▶ [Data]:
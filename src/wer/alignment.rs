//! # Word Alignment
//!
//! Minimum edit distance between two token sequences, with a backtrace that
//! classifies each step as a match, substitution, deletion or insertion.
//!
//! ## Tie-break:
//! When several predecessors reach the same minimum cost the engine prefers
//! substitution, then deletion, then insertion. The total edit count never
//! depends on this order, but the S/D/I split does, so it is fixed here.

/// One step of the alignment path.
#[derive(Debug, Clone, Copy, PartialEq, Eq)]
#[repr(u8)]
pub enum EditOp {
    Match,
    Substitution,
    /// Reference token with no hypothesis counterpart.
    Deletion,
    /// Hypothesis token with no reference counterpart.
    Insertion,
}

/// Counts collected along the alignment path.
#[derive(Debug, Clone, Copy, PartialEq, Eq, Default)]
pub struct AlignmentResult {
    pub hits: usize,
    pub substitutions: usize,
    pub deletions: usize,
    pub insertions: usize,
    pub reference_len: usize,
    pub hypothesis_len: usize,
}

impl AlignmentResult {
    /// Total edit operations, equal to the edit distance.
    pub fn errors(&self) -> usize {
        self.substitutions + self.deletions + self.insertions
    }

    fn record(&mut self, op: EditOp) {
        match op {
            EditOp::Match => self.hits += 1,
            EditOp::Substitution => self.substitutions += 1,
            EditOp::Deletion => self.deletions += 1,
            EditOp::Insertion => self.insertions += 1,
        }
    }
}

/// Align `reference` against `hypothesis` and tally the edit operations.
pub fn align<T: PartialEq>(reference: &[T], hypothesis: &[T]) -> AlignmentResult {
    let ops = edit_path(reference, hypothesis);

    let mut result = AlignmentResult {
        reference_len: reference.len(),
        hypothesis_len: hypothesis.len(),
        ..AlignmentResult::default()
    };
    for op in ops {
        result.record(op);
    }
    result
}

/// Cells in the step table for sequences of `m` and `n` tokens.
pub fn table_cells(m: usize, n: usize) -> usize {
    m.saturating_add(1).saturating_mul(n.saturating_add(1))
}

/// Edit operations turning `reference` into `hypothesis`, in reading order.
///
/// Only the step table is kept whole; costs live in two rows of `n + 1`.
pub fn edit_path<T: PartialEq>(reference: &[T], hypothesis: &[T]) -> Vec<EditOp> {
    let m = reference.len();
    let n = hypothesis.len();
    let width = n + 1;

    // Row-major (m+1) x (n+1): the step that reached each cell.
    let mut step = vec![EditOp::Match; table_cells(m, n)];
    for j in 1..=n {
        step[j] = EditOp::Insertion;
    }

    let mut prev: Vec<usize> = (0..=n).collect();
    let mut curr = vec![0usize; width];

    for i in 1..=m {
        curr[0] = i;
        step[i * width] = EditOp::Deletion;

        for j in 1..=n {
            let here = i * width + j;
            let diagonal = prev[j - 1];

            if reference[i - 1] == hypothesis[j - 1] {
                curr[j] = diagonal;
                step[here] = EditOp::Match;
                continue;
            }

            let substitution = diagonal + 1;
            let deletion = prev[j] + 1;
            let insertion = curr[j - 1] + 1;

            let (best, op) = if substitution <= deletion && substitution <= insertion {
                (substitution, EditOp::Substitution)
            } else if deletion <= insertion {
                (deletion, EditOp::Deletion)
            } else {
                (insertion, EditOp::Insertion)
            };
            curr[j] = best;
            step[here] = op;
        }

        std::mem::swap(&mut prev, &mut curr);
    }

    let mut path = Vec::with_capacity(m.max(n));
    let (mut i, mut j) = (m, n);
    while i > 0 || j > 0 {
        let op = step[i * width + j];
        path.push(op);
        match op {
            EditOp::Match | EditOp::Substitution => {
                i -= 1;
                j -= 1;
            }
            EditOp::Deletion => i -= 1,
            EditOp::Insertion => j -= 1,
        }
    }
    path.reverse();
    path
}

▶ [What you need to do]: Would you restate the whole listing word for word?

▶ [Reply to the task]:
filename src/wer/alignment.rs
//! # Word Alignment
//!
//! Minimum edit distance between two token sequences, with a backtrace that
//! classifies each step as a match, substitution, deletion or insertion.
//!
//! ## Tie-break:
//! When several predecessors reach the same minimum cost the engine prefers
//! substitution, then deletion, then insertion. The total edit count never
//! depends on this order, but the S/D/I split does, so it is fixed here.

/// One step of the alignment path.
#[derive(Debug, Clone, Copy, PartialEq, Eq)]
#[repr(u8)]
pub enum EditOp {
    Match,
    Substitution,
    /// Reference token with no hypothesis counterpart.
    Deletion,
    /// Hypothesis token with no reference counterpart.
    Insertion,
}

/// Counts collected along the alignment path.
#[derive(Debug, Clone, Copy, PartialEq, Eq, Default)]
pub struct AlignmentResult {
    pub hits: usize,
    pub substitutions: usize,
    pub deletions: usize,
    pub insertions: usize,
    pub reference_len: usize,
    pub hypothesis_len: usize,
}

impl AlignmentResult {
    /// Total edit operations, equal to the edit distance.
    pub fn errors(&self) -> usize {
        self.substitutions + self.deletions + self.insertions
    }

    fn record(&mut self, op: EditOp) {
        match op {
            EditOp::Match => self.hits += 1,
            EditOp::Substitution => self.substitutions += 1,
            EditOp::Deletion => self.deletions += 1,
            EditOp::Insertion => self.insertions += 1,
        }
    }
}

/// Align `reference` against `hypothesis` and tally the edit operations.
pub fn align<T: PartialEq>(reference: &[T], hypothesis: &[T]) -> AlignmentResult {
    let ops = edit_path(reference, hypothesis);

    let mut result = AlignmentResult {
        reference_len: reference.len(),
        hypothesis_len: hypothesis.len(),
        ..AlignmentResult::default()
    };
    for op in ops {
        result.record(op);
    }
    result
}

/// Cells in the step table for sequences of `m` and `n` tokens.
pub fn table_cells(m: usize, n: usize) -> usize {
    m.saturating_add(1).saturating_mul(n.saturating_add(1))
}

/// Edit operations turning `reference` into `hypothesis`, in reading order.
///
/// Only the step table is kept whole; costs live in two rows of `n + 1`.
pub fn edit_path<T: PartialEq>(reference: &[T], hypothesis: &[T]) -> Vec<EditOp> {
    let m = reference.len();
    let n = hypothesis.len();
    let width = n + 1;

    // Row-major (m+1) x (n+1): the step that reached each cell.
    let mut step = vec![EditOp::Match; table_cells(m, n)];
    for j in 1..=n {
        step[j] = EditOp::Insertion;
    }

    let mut prev: Vec<usize> = (0..=n).collect();
    let mut curr = vec![0usize; width];

    for i in 1..=m {
        curr[0] = i;
        step[i * width] = EditOp::Deletion;

        for j in 1..=n {
            let here = i * width + j;
            let diagonal = prev[j - 1];

            if reference[i - 1] == hypothesis[j - 1] {
                curr[j] = diagonal;
                step[here] = EditOp::Match;
                continue;
            }

            let substitution = diagonal + 1;
            let deletion = prev[j] + 1;
            let insertion = curr[j - 1] + 1;

            let (best, op) = if substitution <= deletion && substitution <= insertion {
                (substitution, EditOp::Substitution)
            } else if deletion <= insertion {
                (deletion, EditOp::Deletion)
            } else {
                (insertion, EditOp::Insertion)
            };
            curr[j] = best;
            step[here] = op;
        }

        std::mem::swap(&mut prev, &mut curr);
    }

    let mut path = Vec::with_capacity(m.max(n));
    let (mut i, mut j) = (m, n);
    while i > 0 || j > 0 {
        let op = step[i * width + j];
        path.push(op);
        match op {
            EditOp::Match | EditOp::Substitution => {
                i -= 1;
                j -= 1;
            }
            EditOp::Deletion => i -= 1,
            EditOp::Insertion => j -= 1,
        }
    }
    path.reverse();
    path
}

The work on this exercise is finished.